Frente de Cultura Popular

Hoja de estudio No. 6 ~ Técnica, ciencia y desarrollo

La aplicación de las fuerzas naturales y de la ciencia

Karl Marx / Manuscritos, 1861-1863 / Frente de Cultura Popular

La gran producción (la cooperación en amplia escala y el empleo de las máquinas) subordina ante todo en gran escala las fuerzas de la naturaleza —el viento, el agua, el vapor, la electricidad— al proceso inmediato de producción, transformándolas en agentes del trabajo social. (En las formas precapitalistas de la agricultura el trabajo humano no es más que una ayuda del proceso natural que por otra parte no controla.) Estas fuerzas de la naturaleza, en cuanto tales, no cuestan nada. No son producto del trabajo humano. Pero la apropiación de las mismas se produce sólo con la ayuda de las máquinas que, en cambio, tienen un costo, en cuanto ellas mismas son un producto del trabajo pasado. Por esto las fuerzas de la naturaleza, como agentes del proceso del trabajo, son apropiadas sólo gracias a las máquinas también por los propietarios de estas últimas.

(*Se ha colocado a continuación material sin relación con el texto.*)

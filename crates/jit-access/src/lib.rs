//! JIT Access: time-boxed firewall allow-list grants.
//!
//! Grants access to a protected resource by writing one allow-list rule
//! whose name carries its own expiry deadline, and revokes it once that
//! deadline passes. No database is involved: the allow-list is the only
//! record.

pub mod config;
pub mod error;
pub mod grant;
pub mod reclaim;
pub mod store;
pub mod time;

// Re-export primary types
pub use config::{AccessPolicy, ReclaimPolicy, ServiceConfig, TargetResource};
pub use error::{AccessError, Result, StoreError};
pub use grant::{
    AccessRequest, GrantIssuer, GrantResult, GrantStatus, ManagedName, Nonce, Subject, TokenDecode,
};
pub use reclaim::{GrantReclaimer, ReclaimScheduler, ScanReport};
pub use store::{AllowListStore, FileStore, FirewallRule, MemoryStore};
pub use time::{Clock, ManualClock, SystemClock, Ticks};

Como estos agentes naturales no cuestan nada, ellos entran en el proceso del trabajo sin entrar en el proceso del aumento del valor. Ellos hacen productivo el trabajo sin aumentar el costo del producto, sin aumentar el valor de la mercancía. Por el contrario, disminuyen el valor de cada mercancía aumentando la masa de las mercancías producidas en el mismo tiempo de trabajo, es decir disminuyendo el valor de cada una de las partes correspondientes de esta masa. Como estas mercancías entran en la reproducción de la fuerza de trabajo, disminuye también el valor de la fuerza de trabajo, o sea que se reduce el tiempo de trabajo necesario para la producción del salario y se aumenta el plustrabajo. En este sentido las fuerzas de la naturaleza son apropiadas por el capital mismo, y no porque ellas aumenten el valor de las mercancías sino porque ellas entran en el proceso del trabajo sin entrar en el proceso de incremento del valor. La utilización de estas fuerzas de la naturaleza en vasta escala es posible sólo donde pueden emplearse las máquinas en gran escala y donde, en consecuencia, se usa también una masa de obreros correspondientes a ellas y la cooperación de estos obreros subordinados al capital.

El empleo de los agentes naturales —en una cierta medida su incorporación en el capital— coincide con el desarrollo de la ciencia como factor autónomo del proceso productivo. Si el proceso productivo deviene esfera de la aplicación de la ciencia, entonces, por el contrario, la ciencia deviene un factor, una función, del proceso productivo. Cada descubrimiento se convierte en la base de nuevos inventos o de un nuevo perfeccionamiento de los modos de producción. El modo capitalista de producción coloca primero las ciencias naturales [XX:126] al servicio inmediato del proceso de producción, cuando el desarrollo de la producción suministra, en cambio, los instrumentos para la conquista teórica de la naturaleza. La ciencia obtiene el reconocimiento de ser un medio para producir riqueza, un medio de enriquecimiento.

De este modo los procesos productivos se presentan por primera vez como problemas prácticos, que sólo se pueden resolver científicamente. La experiencia y la observación (y las necesidades del mismo proceso productivo) alcanzan ahora por primera vez un nivel que permite y hace indispensable el empleo de la ciencia.

La explotación de la ciencia y el progreso teórico de la humanidad

El capital no crea la ciencia sino que la explota apropiándose de ella en el proceso productivo. Con esto se produce simultáneamente la separación de la ciencia, en cuanto ciencia aplicable a la producción, del trabajo inmediato, mientras que en las precedentes fases de la producción la experiencia y el intercambio limitado de los conocimientos estaban inmediatamente vinculados al trabajo mismo; no se desarrollaban como fuerza separada e independientemente de ella y por lo tanto en su conjunto no habían ido nunca más allá de los límites de la tradicional colección de recetas existentes desde hacía mucho tiempo y que sólo desarrollaban muy lentamente y de forma gradual (estudio empírico de los secretos de cada artesanía). El brazo y la mente no estaban separados…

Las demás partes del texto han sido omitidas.